21 | Parabéns pra você
*** É importante estarmos lá para quem amamos, e tentar compreender quem odiamos.***
(Jay Green)
Respiro fundo olhando por uma brecha do armário, Sheila está espiando pela janela de vidro que dá para a calçada. Dante ainda não chegou.
Me volto para o bolo em meu colo e sorrio, mal posso ve-lo neste escuro entrecortado pela luz que vêm de fora, porém sei como é, sua cobertura de chocolate desce por ele como lava derretida e os morangos o adornam delicadamente que nem pequenas flores brilhantes. Não foi difícil escolher esse sabor já que o editor adora mergulhar morangos em chocolate, o difícil foi encontrar a casa de Dante com as genéricas instruções da mãe deste.
Além disso, teve a Nancy que quis de qualquer forma vir comigo, por um lado para me vigiar pois segundo ela não estou nada bem e preciso descansar, isso porque acordei sufocando ontem à noite; pois é, meus pulmões estão fazendo um péssimo trabalho. E por outro para parabenizar o aniversariante. Entendo porém os seus motivos para não vir, minha irmã está tendo provas muito importantes na faculdade e notas em medicina não são fáceis de recuperar.
Me encosto nos casacos do fundo ao sentir uma leve tontura me dominar e fecho os olhos controlando a minha respiração, o frio me faz estremecer, esse ar condicionado é realmente frio aqui dentro, olho ao redor, eu poderia pegar um dos casacos mas teria que colocar o bolo em algum lugar, o que não é uma possibilidade levando em conta que estou espremido como os livros que tento enfiar entre os outros na estante.

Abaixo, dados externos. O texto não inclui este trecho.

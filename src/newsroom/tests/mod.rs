use super::test_helpers::*;
use super::*;
use crate::error::Error;
use crate::types::{ItemId, ItemState};
use std::time::Duration;


/// Poll `check` every 20ms until it holds or 5s pass
async fn eventually<F, Fut>(mut check: F) -> bool
where
    F: FnMut() -> Fut,
    Fut: std::future::Future<Output = bool>,
{
    let deadline = tokio::time::Instant::now() + Duration::from_secs(5);
    while tokio::time::Instant::now() < deadline {
        if check().await {
            return true;
        }
        tokio::time::sleep(Duration::from_millis(20)).await;
    }
    false
}

async fn state_of(newsroom: &Newsroom, id: ItemId) -> ItemState {
    newsroom.db.get_item(id).await.unwrap().unwrap().state
}

#[tokio::test]
async fn invalid_config_is_rejected() {
    let dir = tempfile::tempdir().unwrap();
    let mut config = test_config(dir.path());
    config.schedule.display_seconds = 0;

    let result = Newsroom::with_collaborators(
        config,
        Collaborators {
            feeds: vec![],
            summarizer: Arc::new(EchoSummarizer { available: true }),
            broadcaster: Arc::new(RecordingBroadcaster::default()),
        },
    )
    .await;

    assert!(matches!(result, Err(Error::Config { .. })));
}

#[tokio::test]
async fn collaborators_from_default_config() {
    let collaborators = Collaborators::from_config(&Config::default()).unwrap();
    assert_eq!(collaborators.feeds.len(), Config::default().ingest.feeds.len());
    assert_eq!(collaborators.summarizer.name(), "ollama");
    assert_eq!(collaborators.broadcaster.name(), "log");
}

#[tokio::test]
async fn disabled_feeds_are_skipped() {
    let mut config = Config::default();
    for feed in config.ingest.feeds.iter_mut().skip(1) {
        feed.enabled = false;
    }
    let collaborators = Collaborators::from_config(&config).unwrap();
    assert_eq!(collaborators.feeds.len(), 1);
}

#[tokio::test]
async fn review_gate_shares_the_event_bus() {
    let (newsroom, _dir) = create_test_newsroom().await;
    let mut events = newsroom.subscribe();
    let id = insert_pending(&newsroom, "a").await;

    newsroom.review().approve(id).await.unwrap();
    assert_eq!(events.recv().await.unwrap(), Event::Approved { id });
}

#[tokio::test]
async fn summarizer_availability_is_reported() {
    let (newsroom, _dir) = create_test_newsroom_with(Collaborators {
        feeds: vec![],
        summarizer: Arc::new(EchoSummarizer { available: false }),
        broadcaster: Arc::new(RecordingBroadcaster::default()),
    })
    .await;

    assert!(!newsroom.summarizer_available().await);
    assert_eq!(newsroom.summarizer_name(), "echo");
    assert_eq!(newsroom.broadcaster_name(), "recording");
}
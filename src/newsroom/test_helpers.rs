//! Shared test helpers for creating Newsroom instances in tests.

use crate::broadcaster::{Broadcaster, RenderError};
use crate::config::Config;
use crate::db::NewItem;
use crate::dedup::dedup_key;
use crate::error::Result;
use crate::feed::{Candidate, SourceFeed};
use crate::newsroom::{Collaborators, Newsroom};
use crate::summarizer::{Summarizer, Summary};
use crate::types::{ItemId, ItemState, NewsItem};
use async_trait::async_trait;
use std::sync::{Arc, Mutex};
use std::time::Duration;
use tempfile::tempdir;

/// Feed that returns the same candidates every cycle
pub(crate) struct StaticFeed(pub(crate) Vec<Candidate>);

#[async_trait]
impl SourceFeed for StaticFeed {
    fn name(&self) -> &str {
        "static"
    }

    async fn fetch_candidates(&self) -> Result<Vec<Candidate>> {
        Ok(self.0.clone())
    }
}

/// Summarizer that upper-cases the title and echoes the content
pub(crate) struct EchoSummarizer {
    pub(crate) available: bool,
}

#[async_trait]
impl Summarizer for EchoSummarizer {
    fn name(&self) -> &'static str {
        "echo"
    }

    async fn summarize(&self, title: &str, content: &str) -> Result<Summary> {
        Ok(Summary {
            headline: title.to_uppercase(),
            summary: content.to_string(),
        })
    }

    async fn is_available(&self) -> bool {
        self.available
    }
}

/// Broadcaster that records every streamed item id
#[derive(Default)]
pub(crate) struct RecordingBroadcaster {
    pub(crate) streamed: Mutex<Vec<ItemId>>,
    pub(crate) delay: Duration,
}

#[async_trait]
impl Broadcaster for RecordingBroadcaster {
    fn name(&self) -> &'static str {
        "recording"
    }

    async fn stream(&self, item: &NewsItem) -> std::result::Result<(), RenderError> {
        if !self.delay.is_zero() {
            tokio::time::sleep(self.delay).await;
        }
        self.streamed.lock().unwrap().push(item.id);
        Ok(())
    }
}

/// Candidate for `slug` on a fixed example site
pub(crate) fn candidate(slug: &str) -> Candidate {
    Candidate {
        source_name: "Example News".to_string(),
        source_url: format!("https://news.example.com/{slug}"),
        title: format!("Story {slug}"),
        content: format!("Full text of {slug}."),
        published_at: None,
    }
}

/// Config pointing at a database inside `dir`, with fast test cadences
pub(crate) fn test_config(dir: &std::path::Path) -> Config {
    let mut config = Config::default();
    config.persistence.database_path = dir.join("test.db");
    config.ingest.feeds = vec![];
    config.schedule.display_seconds = 1;
    config.schedule.shutdown_grace = Duration::from_millis(200);
    config
}

/// Helper to create a test Newsroom with the given collaborators.
/// Returns the newsroom and the tempdir (which must be kept alive).
pub(crate) async fn create_test_newsroom_with(
    collaborators: Collaborators,
) -> (Newsroom, tempfile::TempDir) {
    let temp_dir = tempdir().unwrap();
    let config = test_config(temp_dir.path());
    let newsroom = Newsroom::with_collaborators(config, collaborators)
        .await
        .unwrap();
    (newsroom, temp_dir)
}

/// Helper to create a test Newsroom with no feeds and in-memory collaborators.
pub(crate) async fn create_test_newsroom() -> (Newsroom, tempfile::TempDir) {
    create_test_newsroom_with(Collaborators {
        feeds: vec![],
        summarizer: Arc::new(EchoSummarizer { available: true }),
        broadcaster: Arc::new(RecordingBroadcaster::default()),
    })
    .await
}

/// Insert a pending item directly into the store
pub(crate) async fn insert_pending(newsroom: &Newsroom, slug: &str) -> ItemId {
    let c = candidate(slug);
    newsroom
        .db
        .insert_item(&NewItem {
            dedup_key: dedup_key(&c.source_url, &c.title),
            source_url: c.source_url,
            source_name: c.source_name,
            raw_title: c.title.clone(),
            raw_content: c.content,
            headline: c.title,
            summary: format!("Summary of {slug}."),
        })
        .await
        .unwrap()
}

/// Insert an item and force it into `state` through legal transitions
pub(crate) async fn insert_in_state(newsroom: &Newsroom, slug: &str, state: ItemState) -> ItemId {
    let id = insert_pending(newsroom, slug).await;
    let db = &newsroom.db;
    match state {
        ItemState::Pending => {}
        ItemState::Rejected => {
            db.transition(id, &[ItemState::Pending], ItemState::Rejected)
                .await
                .unwrap();
        }
        ItemState::Approved | ItemState::Streaming | ItemState::Streamed | ItemState::Failed => {
            db.transition(id, &[ItemState::Pending], ItemState::Approved)
                .await
                .unwrap();
            if state != ItemState::Approved {
                db.transition(id, &[ItemState::Approved], ItemState::Streaming)
                    .await
                    .unwrap();
            }
            if matches!(state, ItemState::Streamed | ItemState::Failed) {
                db.transition(id, &[ItemState::Streaming], state)
                    .await
                    .unwrap();
            }
        }
    }
    id
}
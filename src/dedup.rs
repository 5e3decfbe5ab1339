//! Deduplication keys for ingested stories
//!
//! A story is identified by its source URL and its original title. Both are
//! normalized first so that tracking parameters, `www.` prefixes, trailing
//! slashes and punctuation changes do not produce a new key.

use sha2::{Digest, Sha256};
use url::Url;

/// Compute the dedup key for a story: lowercase hex SHA-256 over the
/// normalized URL and title
pub fn dedup_key(source_url: &str, raw_title: &str) -> String {
    let mut hasher = Sha256::new();
    hasher.update(normalize_url(source_url).as_bytes());
    hasher.update(b"\n");
    hasher.update(normalize_title(raw_title).as_bytes());
    format!("{:x}", hasher.finalize())
}

/// Normalize a URL for comparison
///
/// The scheme is ignored, the host is lowercased with any leading `www.`
/// removed, the fragment and `utm_*` query parameters are dropped, and
/// trailing slashes are trimmed. Unparseable input falls back to trimmed
/// lowercase text.
pub fn normalize_url(raw: &str) -> String {
    let trimmed = raw.trim();
    let parsed = match Url::parse(trimmed) {
        Ok(url) => url,
        Err(_) => return trimmed.to_lowercase(),
    };

    let host = match parsed.host_str() {
        Some(host) => host.to_lowercase(),
        None => return trimmed.to_lowercase(),
    };
    let host = host.strip_prefix("www.").unwrap_or(&host).to_string();

    let mut normalized = host;
    if let Some(port) = parsed.port() {
        normalized.push(':');
        normalized.push_str(&port.to_string());
    }
    normalized.push_str(parsed.path().trim_end_matches('/'));

    let query: Vec<String> = parsed
        .query_pairs()
        .filter(|(key, _)| !key.to_ascii_lowercase().starts_with("utm_"))
        .map(|(key, value)| {
            if value.is_empty() {
                key.into_owned()
            } else {
                format!("{key}={value}")
            }
        })
        .collect();
    if !query.is_empty() {
        normalized.push('?');
        normalized.push_str(&query.join("&"));
    }

    normalized
}

/// Normalize a title for comparison: lowercase, punctuation to spaces,
/// whitespace collapsed
pub fn normalize_title(raw: &str) -> String {
    let mapped: String = raw
        .chars()
        .flat_map(|c| {
            let keep = c.is_alphanumeric();
            c.to_lowercase()
                .map(move |lower| if keep { lower } else { ' ' })
        })
        .collect();
    mapped.split_whitespace().collect::<Vec<_>>().join(" ")
}
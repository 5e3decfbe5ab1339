//! Broadcast output: the [`Broadcaster`] capability and its implementations
//!
//! A broadcaster receives one claimed item at a time and reports either
//! success or a [`RenderError`]. Whether the error is transient decides if the
//! scheduler requeues the item or fails it.
//!
//! Implementations:
//! - [`LogBroadcaster`]: logs the item (dry run, development)
//! - [`CommandBroadcaster`]: runs an external program per item, e.g. a script
//!   that renders a frame and pushes it to the video transport

mod command;
mod log;

pub use command::CommandBroadcaster;
pub use self::log::LogBroadcaster;

use crate::config::{BroadcasterBackend, BroadcasterConfig};
use crate::error::{Error, Result};
use crate::types::NewsItem;
use async_trait::async_trait;
use std::sync::Arc;

/// Failure reported by a broadcaster
#[derive(Debug, Clone, PartialEq, Eq, thiserror::Error)]
#[error("{message}")]
pub struct RenderError {
    /// Human-readable failure description
    pub message: String,
    /// Whether retrying the same item may succeed
    pub transient: bool,
}

impl RenderError {
    /// A failure worth retrying (encoder busy, connection dropped, timeout)
    pub fn transient(message: impl Into<String>) -> Self {
        Self {
            message: message.into(),
            transient: true,
        }
    }

    /// A failure that will repeat for this item
    pub fn permanent(message: impl Into<String>) -> Self {
        Self {
            message: message.into(),
            transient: false,
        }
    }
}

/// Trait for broadcast outputs
///
/// `stream` may take as long as the render needs; the scheduler bounds it
/// with its own timeout and never calls it concurrently.
#[async_trait]
pub trait Broadcaster: Send + Sync {
    /// Human-readable name for logging
    fn name(&self) -> &'static str;

    /// Stream one item to the output
    async fn stream(&self, item: &NewsItem) -> std::result::Result<(), RenderError>;
}

/// Build the broadcaster described by the configuration
///
/// # Errors
/// Returns error if the command backend is selected without a resolvable program
pub fn from_config(config: &BroadcasterConfig) -> Result<Arc<dyn Broadcaster>> {
    match config.backend {
        BroadcasterBackend::Log => Ok(Arc::new(LogBroadcaster::new())),
        BroadcasterBackend::Command => {
            let program = config.command.as_ref().ok_or_else(|| Error::Config {
                message: "command backend requires a program".to_string(),
                key: Some("broadcaster.command".to_string()),
            })?;

            let broadcaster = if program.components().count() > 1 {
                CommandBroadcaster::new(program.clone())
            } else {
                let name = program.to_string_lossy();
                CommandBroadcaster::from_path(&name).ok_or_else(|| {
                    Error::ExternalTool(format!("broadcast command '{}' not found in PATH", name))
                })?
            };

            Ok(Arc::new(broadcaster.with_args(config.args.clone())))
        }
    }
}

Rio roucamente com o pensamento e contraio imediatamente o rosto, meu peito dói como se eu tivesse levado um soco enquanto dormia.
Preciso me recuperar deste resfriado.
Então o som compassado da campainha toca, me ajeito animado sobre os joelhos e coloco um olho na brecha da porta de madeira adornada com folhas. Sheila aperta o botão do interfone que abre o portão da frente e se vira para mim murmurando prepare-se, e mesmo sabendo que ela não pode me ver concordo com a cabeça.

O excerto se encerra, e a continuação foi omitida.